When hours had passed, she untied the letters that had come to her since her return from Surrey, and read them in her bedroom slowly by the light of recognition. The sore stir of the subtle feeling within her was stronger as she read them, realising that they were meant for Hilda. But compassion for him swept her like a flood. The spirit of the man spoke to her again; she found herself again sensitive to his spirit—less dominated by his face.

They were meant for Hilda! Always her mind reverted to this.

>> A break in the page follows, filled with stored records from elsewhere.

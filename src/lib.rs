//! Streampipe extracts playable streams from live-streaming and VOD
//! services and pipes the raw bytes to a player, a file or stdout.
//!
//! The [`session::Session`] is the entry point: it owns the HTTP layer,
//! the runtime options and the plugin registry. Plugins resolve URLs into
//! [`stream::Stream`] implementations (HLS, DASH, plain HTTP, subprocess
//! or FFmpeg-muxed), each of which opens into a readable byte handle.

pub mod buffer;
pub mod cache;
pub mod cdp;
pub mod common;
pub mod dash;
pub mod hls;
pub mod plugin;
pub mod plugins;
pub mod session;
pub mod stream;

It became her ascendant thought. She locked the letters in their drawer, and tried to consider the one that she must write; and now she shuddered before confession, not so much in dread of the throes that she would suffer, as of the blow that she would deal. His confidences were meant for Hilda, and he must be told that Hilda had never heard from him, had never responded by a line. She perceived dismayed that the words explaining it would sound to him the words of a stranger—of a little woman with a crooked back, claiming her sister's qualities. Yes, the very qualities that had first pleased him he attributed to Hilda now! And in herself, when he understood, they would fall to nothingness. Her sympathies were abstractions, shadows; the realities were Hilda's lips and eyes, and lithe, straight form. While she sat there, Hilda came to the room with a message; Bee did not look at her as she answered. She tried to think it was because she had been crying; but there was another reason which she would not see, which she shunned because the inborn prejudices of a white woman feared to own it—in her heart there was a jealousy of Hilda.

Sunday came before she had written to David. He went to Regent's Park uneasily. Vivian and his mother were in the little room, half-parlour, half-office, in which she made out the bills, and received applicants for "board residence." It was clear that he had interrupted an altercation. Vivian's smile of greeting was an obvious effort, and Ownie was frankly discomposed. For two or three minutes, while the young men exchanged remarks, she kept silent, breathing quickly, her nostrils dilated, her mouth compressed. Then she broke out—

"Why don't you tell David your news? Your brother's going to be married, David. Don't you congratulate him on his luck?"

"Is that so?" said David, turning to him.

"So the mater says," muttered Vivian. "I didn't know it myself—I'm not engaged yet."

She sniggered: "Oh, it doesn't take long to get engaged; you can soon do that if you want to!"

"Well, I do want to, and I mean to marry her if she'll have me!" he exclaimed. "And now you've got it, so we needn't say any more."

"How pretty," she said between a sneer and a sob. "She has a beautiful influence over you, I must say—to make you rude to your mother."